**Exercise requirements:** Lines holding the string "TypeTag" are the ones to copy; find them all in the data.
################
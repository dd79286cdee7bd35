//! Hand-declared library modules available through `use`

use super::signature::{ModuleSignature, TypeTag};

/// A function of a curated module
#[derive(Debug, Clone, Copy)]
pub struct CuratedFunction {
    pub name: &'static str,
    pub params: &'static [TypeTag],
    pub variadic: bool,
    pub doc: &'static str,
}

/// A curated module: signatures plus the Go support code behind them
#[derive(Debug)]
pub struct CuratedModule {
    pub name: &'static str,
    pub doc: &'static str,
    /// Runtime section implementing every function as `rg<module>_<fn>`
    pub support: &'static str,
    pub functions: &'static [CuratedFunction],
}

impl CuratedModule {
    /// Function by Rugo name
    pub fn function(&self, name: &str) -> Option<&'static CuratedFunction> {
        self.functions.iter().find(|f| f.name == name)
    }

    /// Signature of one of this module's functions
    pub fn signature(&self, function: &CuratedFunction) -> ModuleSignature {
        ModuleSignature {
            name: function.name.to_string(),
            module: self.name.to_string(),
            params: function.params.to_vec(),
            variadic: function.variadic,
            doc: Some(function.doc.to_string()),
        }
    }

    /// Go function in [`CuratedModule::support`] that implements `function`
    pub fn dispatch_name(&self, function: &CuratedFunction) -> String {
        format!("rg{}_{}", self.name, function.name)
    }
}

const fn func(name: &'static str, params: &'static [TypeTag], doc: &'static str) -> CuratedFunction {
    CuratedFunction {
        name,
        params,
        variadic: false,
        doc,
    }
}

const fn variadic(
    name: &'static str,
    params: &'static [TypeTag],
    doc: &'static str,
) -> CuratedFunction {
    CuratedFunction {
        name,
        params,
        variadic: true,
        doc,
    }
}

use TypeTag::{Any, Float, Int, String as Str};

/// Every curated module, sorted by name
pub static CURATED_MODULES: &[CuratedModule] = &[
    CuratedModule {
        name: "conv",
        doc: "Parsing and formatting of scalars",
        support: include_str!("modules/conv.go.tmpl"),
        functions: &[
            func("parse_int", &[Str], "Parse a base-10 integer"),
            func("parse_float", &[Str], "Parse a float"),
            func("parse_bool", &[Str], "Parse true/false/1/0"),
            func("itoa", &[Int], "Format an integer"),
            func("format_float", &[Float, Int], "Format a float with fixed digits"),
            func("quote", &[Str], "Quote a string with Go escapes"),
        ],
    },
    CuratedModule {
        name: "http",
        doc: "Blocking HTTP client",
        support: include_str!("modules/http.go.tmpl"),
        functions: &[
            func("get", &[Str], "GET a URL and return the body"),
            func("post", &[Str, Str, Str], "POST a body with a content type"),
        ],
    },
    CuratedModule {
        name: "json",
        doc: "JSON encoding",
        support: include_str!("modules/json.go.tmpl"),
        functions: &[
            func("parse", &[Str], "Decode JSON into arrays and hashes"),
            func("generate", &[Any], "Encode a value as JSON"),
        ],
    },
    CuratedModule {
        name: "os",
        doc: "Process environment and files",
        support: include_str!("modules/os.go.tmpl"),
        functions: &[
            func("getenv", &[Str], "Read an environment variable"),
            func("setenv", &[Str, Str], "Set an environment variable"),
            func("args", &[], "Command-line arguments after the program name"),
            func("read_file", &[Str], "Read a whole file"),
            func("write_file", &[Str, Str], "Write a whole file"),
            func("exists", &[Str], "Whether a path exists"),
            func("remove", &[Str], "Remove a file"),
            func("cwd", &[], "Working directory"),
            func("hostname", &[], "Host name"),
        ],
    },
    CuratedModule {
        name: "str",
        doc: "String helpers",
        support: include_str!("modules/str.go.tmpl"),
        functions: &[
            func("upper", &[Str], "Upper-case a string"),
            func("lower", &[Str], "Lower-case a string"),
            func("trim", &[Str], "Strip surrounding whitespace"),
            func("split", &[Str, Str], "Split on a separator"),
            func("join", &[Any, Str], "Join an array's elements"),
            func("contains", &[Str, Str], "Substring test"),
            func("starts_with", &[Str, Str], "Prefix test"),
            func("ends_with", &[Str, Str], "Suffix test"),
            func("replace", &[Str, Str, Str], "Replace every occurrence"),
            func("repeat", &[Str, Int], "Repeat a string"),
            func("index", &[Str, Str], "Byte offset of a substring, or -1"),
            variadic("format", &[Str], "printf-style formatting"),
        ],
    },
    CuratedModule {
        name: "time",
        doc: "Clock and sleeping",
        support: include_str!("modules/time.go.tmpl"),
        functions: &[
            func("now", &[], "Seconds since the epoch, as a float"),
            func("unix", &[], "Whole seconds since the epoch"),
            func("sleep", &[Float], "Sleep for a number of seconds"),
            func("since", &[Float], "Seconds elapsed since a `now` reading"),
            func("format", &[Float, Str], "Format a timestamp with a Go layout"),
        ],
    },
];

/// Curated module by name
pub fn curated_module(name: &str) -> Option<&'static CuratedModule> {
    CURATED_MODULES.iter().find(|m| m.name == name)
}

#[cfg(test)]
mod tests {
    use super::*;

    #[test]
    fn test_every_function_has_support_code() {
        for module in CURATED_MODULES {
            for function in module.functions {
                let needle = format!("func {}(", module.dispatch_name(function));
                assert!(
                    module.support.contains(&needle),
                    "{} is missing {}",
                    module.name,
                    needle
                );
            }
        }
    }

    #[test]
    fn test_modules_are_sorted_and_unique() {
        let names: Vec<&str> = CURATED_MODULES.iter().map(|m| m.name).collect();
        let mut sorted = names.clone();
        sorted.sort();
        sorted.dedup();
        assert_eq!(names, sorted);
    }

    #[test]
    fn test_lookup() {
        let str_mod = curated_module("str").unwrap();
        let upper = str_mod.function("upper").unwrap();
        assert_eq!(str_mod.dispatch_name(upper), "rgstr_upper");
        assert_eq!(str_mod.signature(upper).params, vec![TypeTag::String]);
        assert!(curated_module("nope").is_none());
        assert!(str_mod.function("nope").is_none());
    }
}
################
**The completed task:**
use super::signature::{ModuleSignature, TypeTag};
    pub params: &'static [TypeTag],
const fn func(name: &'static str, params: &'static [TypeTag], doc: &'static str) -> CuratedFunction {
    params: &'static [TypeTag],
use TypeTag::{Any, Float, Int, String as Str};
        assert_eq!(str_mod.signature(upper).params, vec![TypeTag::String]);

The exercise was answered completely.